Problem statement
Which lines run from the one containing "filename walkshed/src/export/mod.rs" to the end of the material below? Retype exactly those, both ends included, and nothing else.

Provided data
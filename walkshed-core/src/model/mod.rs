mod edge;
mod point_of_interest;
mod tract_polygon;
mod vertex;
mod vertex_id;

pub use edge::Edge;
pub use point_of_interest::PointOfInterest;
pub use tract_polygon::TractPolygon;
pub use vertex::Vertex;
pub use vertex_id::{EdgeId, VertexId};
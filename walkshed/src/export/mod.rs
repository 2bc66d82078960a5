mod desert_writer;
mod export_error;
mod isochrone_writer;
mod output_files;
mod reprojection;

pub use desert_writer::{write_desert_flags, write_desert_summaries};
pub use export_error::ExportError;
pub use isochrone_writer::{write_isochrones, IsochroneRecord};
pub use output_files::filenames;
pub use reprojection::Reprojection;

Written reply
filename walkshed/src/export/mod.rs
repository 2bc66d82078960a5
mod desert_writer;
mod export_error;
mod isochrone_writer;
mod output_files;
mod reprojection;

pub use desert_writer::{write_desert_flags, write_desert_summaries};
pub use export_error::ExportError;
pub use isochrone_writer::{write_isochrones, IsochroneRecord};
pub use output_files::filenames;
pub use reprojection::Reprojection;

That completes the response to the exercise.